In recent years, the use of memristors to build highly complex bionic neural network models is of great significance to the breakthrough of artificial intelligence technology. In this paper, a freely adjustable Logistic-based multistable memristor (LMM) is proposed, which has not been observed in previous studies of memristors. Easy adjustment of steady state and high response can be achieved by adjusting memory parameters. A high dimensional memristive hopfield neural network (LMMHNN) based on LMM is designed.
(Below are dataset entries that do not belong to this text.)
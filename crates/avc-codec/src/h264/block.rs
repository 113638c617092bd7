//! 宏块内的 4x4 / 2x2 系数块.
//!
//! 系数按自然光栅顺序存放. 邻块关系用 [`BlockRef`] 索引表示, 由宏块网格统一持有,
//! 图像边界或条带边界处为 `None`.

use avc_core::{AvcResult, BitReader, BitWriter, Overlay2d};

use super::cavlc::{Cavlc, CavlcContext};
use super::transform::Transform;

/// 颜色分量
#[derive(Debug, Clone, Copy, PartialEq, Eq)]
pub enum Colour {
    Luma,
    Cb,
    Cr,
}

/// 指向网格中某个宏块的某个块
#[derive(Debug, Clone, Copy, PartialEq, Eq)]
pub struct BlockRef {
    /// 宏块在网格中的光栅索引
    pub mb: usize,
    /// 块在宏块内的编码顺序索引
    pub block: usize,
}

impl BlockRef {
    pub fn new(mb: usize, block: usize) -> Self {
        Self { mb, block }
    }
}

/// 系数块
#[derive(Debug, Clone, PartialEq, Eq)]
pub struct Block {
    coeffs: [i32; 16],
    width: usize,
    height: usize,
    dc: bool,
    coded: bool,
    total_coeffs: u8,
    colour: Colour,
    off_x: usize,
    off_y: usize,
    above: Option<BlockRef>,
    left: Option<BlockRef>,
}

impl Block {
    /// 创建 `width x height` 的空块 (4x4 或 2x2)
    pub fn new(width: usize, height: usize, colour: Colour, dc: bool) -> Self {
        debug_assert!(width * height <= 16);
        Self {
            coeffs: [0; 16],
            width,
            height,
            dc,
            coded: false,
            total_coeffs: 0,
            colour,
            off_x: 0,
            off_y: 0,
            above: None,
            left: None,
        }
    }

    pub fn width(&self) -> usize {
        self.width
    }

    pub fn height(&self) -> usize {
        self.height
    }

    /// 系数个数
    pub fn len(&self) -> usize {
        self.width * self.height
    }

    pub fn is_dc(&self) -> bool {
        self.dc
    }

    pub fn colour(&self) -> Colour {
        self.colour
    }

    /// 系数 (光栅顺序)
    pub fn coeffs(&self) -> &[i32] {
        &self.coeffs[..self.width * self.height]
    }

    pub fn coeffs_mut(&mut self) -> &mut [i32] {
        &mut self.coeffs[..self.width * self.height]
    }

    pub fn dc(&self) -> i32 {
        self.coeffs[0]
    }

    pub fn set_dc(&mut self, dc: i32) {
        self.coeffs[0] = dc;
    }

    /// 是否全零
    pub fn is_zero(&self) -> bool {
        self.coeffs().iter().all(|&c| c == 0)
    }

    /// 系数清零, 编码状态复位
    pub fn clear(&mut self) {
        self.coeffs = [0; 16];
        self.coded = false;
        self.total_coeffs = 0;
    }

    pub fn is_coded(&self) -> bool {
        self.coded
    }

    pub fn set_coded(&mut self, coded: bool) {
        self.coded = coded;
    }

    /// 最近一次 CAVLC 编解码得到的非零系数个数
    pub fn total_coeffs(&self) -> u8 {
        self.total_coeffs
    }

    pub fn set_total_coeffs(&mut self, total_coeffs: u8) {
        self.total_coeffs = total_coeffs;
    }

    /// 块在宏块内的像素偏移 (x, y)
    pub fn offset(&self) -> (usize, usize) {
        (self.off_x, self.off_y)
    }

    pub fn set_offset(&mut self, x: usize, y: usize) {
        self.off_x = x;
        self.off_y = y;
    }

    pub fn above(&self) -> Option<BlockRef> {
        self.above
    }

    pub fn left(&self) -> Option<BlockRef> {
        self.left
    }

    pub fn set_neighbours(&mut self, above: Option<BlockRef>, left: Option<BlockRef>) {
        self.above = above;
        self.left = left;
    }

    // ============================================================
    // 采样搬运
    // ============================================================

    /// 从叠加视图读出采样, 视图原点应已指向宏块左上角加块偏移
    pub fn load(&mut self, overlay: &Overlay2d) -> AvcResult<()> {
        let (w, h) = (self.width, self.height);
        overlay.read(&mut self.coeffs[..w * h], w, h)
    }

    /// 把系数作为采样写回叠加视图
    pub fn store(&self, overlay: &mut Overlay2d) -> AvcResult<()> {
        overlay.write(self.coeffs(), self.width, self.height)
    }

    // ============================================================
    // 变换与熵编码
    // ============================================================

    /// 正向变换/量化, 具体步骤由变换对象的模式决定
    pub fn forward(&mut self, transform: &Transform) -> AvcResult<()> {
        transform.forward(self.coeffs_mut())
    }

    /// 反量化/反变换
    pub fn inverse(&mut self, transform: &Transform) -> AvcResult<()> {
        transform.inverse(self.coeffs_mut())
    }

    /// CAVLC 编码, 记录非零系数个数并返回写入的位数
    pub fn encode(&mut self, cavlc: &Cavlc, bw: &mut BitWriter, ctx: CavlcContext) -> AvcResult<u32> {
        let coding = cavlc.encode(bw, self.coeffs(), ctx)?;
        self.total_coeffs = coding.total_coeffs;
        Ok(coding.bits)
    }

    /// CAVLC 解码, 记录非零系数个数并返回读取的位数
    pub fn decode(&mut self, cavlc: &Cavlc, br: &mut BitReader, ctx: CavlcContext) -> AvcResult<u32> {
        let len = self.len();
        let coding = cavlc.decode(br, &mut self.coeffs[..len], ctx)?;
        self.total_coeffs = coding.total_coeffs;
        Ok(coding.bits)
    }
}

#[cfg(test)]
mod tests {
    use super::*;
    use crate::h264::cavlc::CavlcMode;
    use crate::h264::transform::{TransformKind, TransformMode};

    #[test]
    fn test_dc_block_dimensions() {
        let blk = Block::new(2, 2, Colour::Cb, true);
        assert_eq!(blk.len(), 4);
        assert_eq!(blk.coeffs().len(), 4);
        assert!(blk.is_dc());
        assert!(blk.is_zero());
    }

    #[test]
    fn test_set_dc_and_clear() {
        let mut blk = Block::new(4, 4, Colour::Luma, false);
        blk.set_dc(-7);
        blk.set_coded(true);
        blk.set_total_coeffs(1);
        assert_eq!(blk.dc(), -7);
        assert!(!blk.is_zero());
        blk.clear();
        assert!(blk.is_zero());
        assert!(!blk.is_coded());
        assert_eq!(blk.total_coeffs(), 0);
    }

    #[test]
    fn test_load_store_through_overlay() {
        let mut plane: Vec<i16> = (0..64).map(|v| v as i16).collect();
        let mut blk = Block::new(4, 4, Colour::Luma, false);
        {
            let mut overlay = Overlay2d::new(&mut plane, 8, 8).unwrap();
            overlay.set_origin(4, 4);
            blk.load(&overlay).unwrap();
        }
        assert_eq!(blk.coeffs()[0], 36);
        assert_eq!(blk.coeffs()[15], 63);

        let mut out = vec![0i16; 64];
        let mut overlay = Overlay2d::new(&mut out, 8, 8).unwrap();
        overlay.set_origin(0, 4);
        blk.store(&mut overlay).unwrap();
        assert_eq!(out[32], 36);
        assert_eq!(out[59], 63);
    }

    #[test]
    fn test_encode_decode_records_total_coeffs() {
        let cavlc = Cavlc::new(CavlcMode::Block4x4);
        let mut src = Block::new(4, 4, Colour::Luma, false);
        src.coeffs_mut().copy_from_slice(&[0, 3, -1, 0, 0, -1, 1, 0, 1, 0, 0, 0, 0, 0, 0, 0]);
        let mut bw = BitWriter::new();
        let bits = src.encode(&cavlc, &mut bw, CavlcContext::new(0, false)).unwrap();
        assert_eq!(src.total_coeffs(), 5);

        let len = bw.bits_written();
        let data = bw.finish();
        let mut br = BitReader::with_bit_len(&data, len).unwrap();
        let mut dst = Block::new(4, 4, Colour::Luma, false);
        assert_eq!(dst.decode(&cavlc, &mut br, CavlcContext::new(0, false)).unwrap(), bits);
        assert_eq!(dst.coeffs(), src.coeffs());
        assert_eq!(dst.total_coeffs(), 5);
    }

    #[test]
    fn test_forward_inverse_flat_block() {
        let t = Transform::new(TransformKind::Block4x4).with_qp(20).unwrap();
        let mut blk = Block::new(4, 4, Colour::Cr, false);
        blk.coeffs_mut().fill(40);
        blk.forward(&t).unwrap();
        assert!(blk.coeffs()[1..].iter().all(|&c| c == 0));
        blk.inverse(&t.with_mode(TransformMode::TransformAndQuant)).unwrap();
        assert!(blk.coeffs().iter().all(|&c| (c - 40).abs() <= 2));
    }
}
Basic dynamics methods and numerical analysis tools are used to reveal the abundant discharge behaviors of LMMHNN. Multi-structure chaotic attractors generated by different coupling positions, hyperspatial attractors controlled by memory parameters and the coexistence of initial state-dependent hyperspatial attractors are observed. The isomorphic expansion behaviors of single chaotic attractors in one-dimensional plane, two-dimensional grid and three-dimensional space are observed. In addition, the hardware circuit corresponding to LMMHNN is designed. The reconstructed dynamic behaviors verify the feasibility of high dimensional memristive hopfield neural network. Finally, a military image encryption scheme based on LMMHNN combining double-bit DNA scrambling and dynamic matrix diffusion is proposed. A number of random test data show that the scheme performs well in resisting all kinds of analysis attacks, which has a wide application prospect in the field of military information security.